─── Available data

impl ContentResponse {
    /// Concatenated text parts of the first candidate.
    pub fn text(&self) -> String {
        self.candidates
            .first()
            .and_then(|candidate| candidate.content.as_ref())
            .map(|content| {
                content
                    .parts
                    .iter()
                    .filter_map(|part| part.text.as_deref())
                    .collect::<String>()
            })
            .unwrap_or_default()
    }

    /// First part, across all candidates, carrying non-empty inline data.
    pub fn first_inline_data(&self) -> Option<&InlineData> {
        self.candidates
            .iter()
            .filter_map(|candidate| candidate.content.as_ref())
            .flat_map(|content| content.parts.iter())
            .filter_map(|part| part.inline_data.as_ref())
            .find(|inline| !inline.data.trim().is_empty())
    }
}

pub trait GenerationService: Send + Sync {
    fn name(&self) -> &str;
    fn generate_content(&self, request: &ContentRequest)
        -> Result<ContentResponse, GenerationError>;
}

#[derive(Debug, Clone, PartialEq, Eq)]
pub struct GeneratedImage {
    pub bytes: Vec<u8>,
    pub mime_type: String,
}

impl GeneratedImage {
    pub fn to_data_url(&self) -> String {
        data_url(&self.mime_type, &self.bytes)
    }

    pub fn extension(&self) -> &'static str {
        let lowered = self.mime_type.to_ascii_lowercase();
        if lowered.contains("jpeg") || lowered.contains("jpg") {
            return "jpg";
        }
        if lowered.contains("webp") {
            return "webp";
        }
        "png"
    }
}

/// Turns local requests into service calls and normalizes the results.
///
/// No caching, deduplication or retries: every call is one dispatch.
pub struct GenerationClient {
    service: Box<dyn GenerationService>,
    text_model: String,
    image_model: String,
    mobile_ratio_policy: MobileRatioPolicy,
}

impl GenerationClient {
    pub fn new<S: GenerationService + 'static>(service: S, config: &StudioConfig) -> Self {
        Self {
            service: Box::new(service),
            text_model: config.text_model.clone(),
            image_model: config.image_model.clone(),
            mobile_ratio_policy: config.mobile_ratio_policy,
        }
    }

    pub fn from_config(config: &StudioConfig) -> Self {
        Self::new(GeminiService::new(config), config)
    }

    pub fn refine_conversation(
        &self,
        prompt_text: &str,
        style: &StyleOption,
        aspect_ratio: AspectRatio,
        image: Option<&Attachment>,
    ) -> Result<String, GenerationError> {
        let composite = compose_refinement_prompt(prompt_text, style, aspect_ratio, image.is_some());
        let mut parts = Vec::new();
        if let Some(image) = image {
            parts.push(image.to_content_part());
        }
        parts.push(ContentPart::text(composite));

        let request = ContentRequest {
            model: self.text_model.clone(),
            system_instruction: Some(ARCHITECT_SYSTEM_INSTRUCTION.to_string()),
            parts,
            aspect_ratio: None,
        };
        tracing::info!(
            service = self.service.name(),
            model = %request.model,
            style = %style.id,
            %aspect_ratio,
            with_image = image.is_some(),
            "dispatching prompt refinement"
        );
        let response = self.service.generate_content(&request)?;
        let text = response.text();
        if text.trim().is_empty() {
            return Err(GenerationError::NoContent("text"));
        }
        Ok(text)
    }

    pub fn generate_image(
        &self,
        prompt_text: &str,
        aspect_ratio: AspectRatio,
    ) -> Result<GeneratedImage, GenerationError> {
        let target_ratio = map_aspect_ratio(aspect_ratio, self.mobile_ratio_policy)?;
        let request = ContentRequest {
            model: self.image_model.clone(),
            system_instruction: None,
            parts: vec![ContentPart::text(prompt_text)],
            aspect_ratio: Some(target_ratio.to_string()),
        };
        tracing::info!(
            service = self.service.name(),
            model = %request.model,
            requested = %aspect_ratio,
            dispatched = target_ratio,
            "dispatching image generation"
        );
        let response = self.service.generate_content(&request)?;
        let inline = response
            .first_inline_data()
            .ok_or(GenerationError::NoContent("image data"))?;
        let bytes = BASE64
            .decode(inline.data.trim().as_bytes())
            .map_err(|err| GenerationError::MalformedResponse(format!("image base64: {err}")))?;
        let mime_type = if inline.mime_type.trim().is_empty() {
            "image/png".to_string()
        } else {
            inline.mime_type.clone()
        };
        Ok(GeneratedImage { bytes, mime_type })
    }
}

──────
─── Available data

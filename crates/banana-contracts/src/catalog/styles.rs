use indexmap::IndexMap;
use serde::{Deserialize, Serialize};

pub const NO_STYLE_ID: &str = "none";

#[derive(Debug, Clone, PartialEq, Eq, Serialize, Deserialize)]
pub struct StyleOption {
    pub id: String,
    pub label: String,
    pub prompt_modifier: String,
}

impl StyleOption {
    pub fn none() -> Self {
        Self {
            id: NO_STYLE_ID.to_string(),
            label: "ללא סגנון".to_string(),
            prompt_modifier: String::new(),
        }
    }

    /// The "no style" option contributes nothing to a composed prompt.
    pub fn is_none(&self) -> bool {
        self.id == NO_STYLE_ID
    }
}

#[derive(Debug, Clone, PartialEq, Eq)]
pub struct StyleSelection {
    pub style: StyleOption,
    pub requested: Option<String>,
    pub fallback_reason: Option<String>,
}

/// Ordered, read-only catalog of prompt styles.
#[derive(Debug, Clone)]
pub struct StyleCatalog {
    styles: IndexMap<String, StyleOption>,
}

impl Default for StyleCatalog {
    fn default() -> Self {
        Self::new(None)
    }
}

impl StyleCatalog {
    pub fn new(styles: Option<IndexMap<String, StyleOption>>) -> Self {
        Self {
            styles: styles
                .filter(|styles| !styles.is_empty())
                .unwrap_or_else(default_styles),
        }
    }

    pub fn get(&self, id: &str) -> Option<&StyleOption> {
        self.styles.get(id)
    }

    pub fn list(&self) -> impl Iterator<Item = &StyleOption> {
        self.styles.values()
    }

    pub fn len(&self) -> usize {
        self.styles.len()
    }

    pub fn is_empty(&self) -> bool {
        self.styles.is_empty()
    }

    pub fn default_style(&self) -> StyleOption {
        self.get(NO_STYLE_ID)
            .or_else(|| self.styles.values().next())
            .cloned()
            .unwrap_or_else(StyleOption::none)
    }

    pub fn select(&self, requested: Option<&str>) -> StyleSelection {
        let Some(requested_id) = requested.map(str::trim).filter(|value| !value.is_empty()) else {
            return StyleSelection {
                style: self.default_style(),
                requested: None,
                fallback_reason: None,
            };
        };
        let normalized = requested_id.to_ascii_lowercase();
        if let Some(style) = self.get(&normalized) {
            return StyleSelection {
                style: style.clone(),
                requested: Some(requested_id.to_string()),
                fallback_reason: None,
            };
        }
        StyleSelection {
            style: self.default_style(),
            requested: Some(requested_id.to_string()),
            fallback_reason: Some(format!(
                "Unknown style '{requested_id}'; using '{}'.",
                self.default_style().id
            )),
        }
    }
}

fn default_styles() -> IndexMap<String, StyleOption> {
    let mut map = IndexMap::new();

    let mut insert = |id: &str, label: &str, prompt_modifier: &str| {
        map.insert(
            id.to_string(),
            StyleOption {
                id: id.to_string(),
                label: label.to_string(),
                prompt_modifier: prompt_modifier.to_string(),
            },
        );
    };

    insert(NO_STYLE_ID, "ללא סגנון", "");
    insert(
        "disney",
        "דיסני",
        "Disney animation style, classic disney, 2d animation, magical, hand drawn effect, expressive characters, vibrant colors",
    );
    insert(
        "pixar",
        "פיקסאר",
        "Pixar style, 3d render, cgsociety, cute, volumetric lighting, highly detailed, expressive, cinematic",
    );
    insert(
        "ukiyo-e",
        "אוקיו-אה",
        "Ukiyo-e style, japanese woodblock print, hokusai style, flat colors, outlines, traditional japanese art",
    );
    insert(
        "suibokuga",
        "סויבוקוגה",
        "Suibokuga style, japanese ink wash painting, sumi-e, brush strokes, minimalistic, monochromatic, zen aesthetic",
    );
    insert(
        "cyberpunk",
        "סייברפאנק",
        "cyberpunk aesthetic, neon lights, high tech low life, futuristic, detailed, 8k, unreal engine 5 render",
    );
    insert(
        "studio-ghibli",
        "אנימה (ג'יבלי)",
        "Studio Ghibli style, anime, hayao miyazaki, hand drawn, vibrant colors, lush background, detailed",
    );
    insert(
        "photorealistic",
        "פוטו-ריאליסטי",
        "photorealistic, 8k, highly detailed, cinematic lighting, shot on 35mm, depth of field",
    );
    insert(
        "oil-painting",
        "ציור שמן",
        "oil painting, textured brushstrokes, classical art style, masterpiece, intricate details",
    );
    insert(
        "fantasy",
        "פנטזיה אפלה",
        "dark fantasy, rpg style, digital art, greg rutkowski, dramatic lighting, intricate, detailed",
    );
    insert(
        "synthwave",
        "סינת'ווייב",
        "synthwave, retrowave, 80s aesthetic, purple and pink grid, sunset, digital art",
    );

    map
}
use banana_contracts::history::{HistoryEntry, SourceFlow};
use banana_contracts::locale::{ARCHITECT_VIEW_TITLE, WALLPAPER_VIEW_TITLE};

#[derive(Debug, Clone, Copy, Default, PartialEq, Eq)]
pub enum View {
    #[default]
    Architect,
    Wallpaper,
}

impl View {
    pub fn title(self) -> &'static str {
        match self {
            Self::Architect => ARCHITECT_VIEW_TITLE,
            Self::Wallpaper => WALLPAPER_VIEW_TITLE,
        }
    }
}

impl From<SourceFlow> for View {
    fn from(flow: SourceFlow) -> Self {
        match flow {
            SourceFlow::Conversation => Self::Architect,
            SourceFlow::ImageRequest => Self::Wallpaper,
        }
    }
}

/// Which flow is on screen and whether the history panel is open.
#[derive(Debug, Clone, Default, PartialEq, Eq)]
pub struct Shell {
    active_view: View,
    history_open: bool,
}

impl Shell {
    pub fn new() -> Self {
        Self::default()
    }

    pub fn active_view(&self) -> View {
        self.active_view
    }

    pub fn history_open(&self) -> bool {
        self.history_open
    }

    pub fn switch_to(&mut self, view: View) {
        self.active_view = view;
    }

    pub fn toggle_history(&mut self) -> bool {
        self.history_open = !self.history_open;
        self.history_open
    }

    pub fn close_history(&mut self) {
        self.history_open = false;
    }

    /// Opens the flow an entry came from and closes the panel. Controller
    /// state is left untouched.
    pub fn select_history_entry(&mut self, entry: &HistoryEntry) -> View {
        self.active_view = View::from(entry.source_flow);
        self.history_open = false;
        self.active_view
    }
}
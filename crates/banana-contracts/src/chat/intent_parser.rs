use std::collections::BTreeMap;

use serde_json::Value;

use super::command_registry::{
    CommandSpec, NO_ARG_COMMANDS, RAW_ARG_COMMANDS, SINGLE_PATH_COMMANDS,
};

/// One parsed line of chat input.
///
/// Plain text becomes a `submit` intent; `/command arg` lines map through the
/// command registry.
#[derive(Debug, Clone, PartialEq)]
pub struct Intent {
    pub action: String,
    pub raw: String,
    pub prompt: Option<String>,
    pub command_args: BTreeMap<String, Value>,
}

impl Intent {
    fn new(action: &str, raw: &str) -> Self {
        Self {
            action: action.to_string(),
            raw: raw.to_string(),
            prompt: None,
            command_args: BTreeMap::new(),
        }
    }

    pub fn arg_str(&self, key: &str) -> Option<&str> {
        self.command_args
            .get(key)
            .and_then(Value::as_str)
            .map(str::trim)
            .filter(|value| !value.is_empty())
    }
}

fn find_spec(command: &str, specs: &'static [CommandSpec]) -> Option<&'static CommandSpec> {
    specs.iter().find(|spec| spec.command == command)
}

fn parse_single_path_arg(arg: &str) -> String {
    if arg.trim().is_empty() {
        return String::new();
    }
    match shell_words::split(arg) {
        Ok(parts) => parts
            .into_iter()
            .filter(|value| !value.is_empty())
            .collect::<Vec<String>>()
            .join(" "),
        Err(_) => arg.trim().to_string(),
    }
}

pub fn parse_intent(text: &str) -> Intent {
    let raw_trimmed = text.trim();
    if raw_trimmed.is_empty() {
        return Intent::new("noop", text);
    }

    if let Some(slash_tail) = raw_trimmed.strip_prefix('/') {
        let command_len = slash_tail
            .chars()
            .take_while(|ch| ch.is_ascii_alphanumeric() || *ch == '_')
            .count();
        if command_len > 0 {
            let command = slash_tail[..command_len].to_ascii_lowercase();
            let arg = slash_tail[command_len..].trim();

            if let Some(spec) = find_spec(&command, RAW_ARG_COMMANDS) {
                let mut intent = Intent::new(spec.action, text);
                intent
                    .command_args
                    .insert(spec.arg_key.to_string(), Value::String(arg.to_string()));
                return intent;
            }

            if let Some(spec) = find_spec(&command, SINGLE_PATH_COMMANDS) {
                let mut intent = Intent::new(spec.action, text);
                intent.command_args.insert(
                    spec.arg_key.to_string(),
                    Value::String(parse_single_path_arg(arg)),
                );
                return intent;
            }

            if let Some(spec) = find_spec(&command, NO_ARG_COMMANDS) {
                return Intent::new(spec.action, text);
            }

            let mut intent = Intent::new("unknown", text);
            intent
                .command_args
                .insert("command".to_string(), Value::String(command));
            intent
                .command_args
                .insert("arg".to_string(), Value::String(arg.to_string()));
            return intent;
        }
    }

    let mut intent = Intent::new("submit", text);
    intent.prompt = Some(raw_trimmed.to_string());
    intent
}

──────
─── Available data

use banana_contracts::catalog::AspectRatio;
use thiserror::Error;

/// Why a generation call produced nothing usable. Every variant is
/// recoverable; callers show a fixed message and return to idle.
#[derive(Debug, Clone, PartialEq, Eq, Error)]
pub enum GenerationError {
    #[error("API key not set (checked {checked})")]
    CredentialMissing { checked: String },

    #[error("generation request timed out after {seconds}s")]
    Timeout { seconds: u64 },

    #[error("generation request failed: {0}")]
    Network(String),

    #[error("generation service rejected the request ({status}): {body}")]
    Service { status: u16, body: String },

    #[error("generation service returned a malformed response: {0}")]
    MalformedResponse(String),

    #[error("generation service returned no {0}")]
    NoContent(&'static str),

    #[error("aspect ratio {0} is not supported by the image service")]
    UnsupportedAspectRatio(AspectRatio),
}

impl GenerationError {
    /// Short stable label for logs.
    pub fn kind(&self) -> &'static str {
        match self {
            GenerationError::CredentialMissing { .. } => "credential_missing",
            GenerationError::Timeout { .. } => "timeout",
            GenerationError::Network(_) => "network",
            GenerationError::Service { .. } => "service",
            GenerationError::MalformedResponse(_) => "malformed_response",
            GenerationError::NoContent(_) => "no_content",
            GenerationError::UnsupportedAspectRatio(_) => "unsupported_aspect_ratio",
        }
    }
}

──────

**Task to complete:**
Find the lines above that contain the word "returned" and copy each one.

**Task solution:**
    #[error("generation service returned a malformed response: {0}")]
    #[error("generation service returned no {0}")]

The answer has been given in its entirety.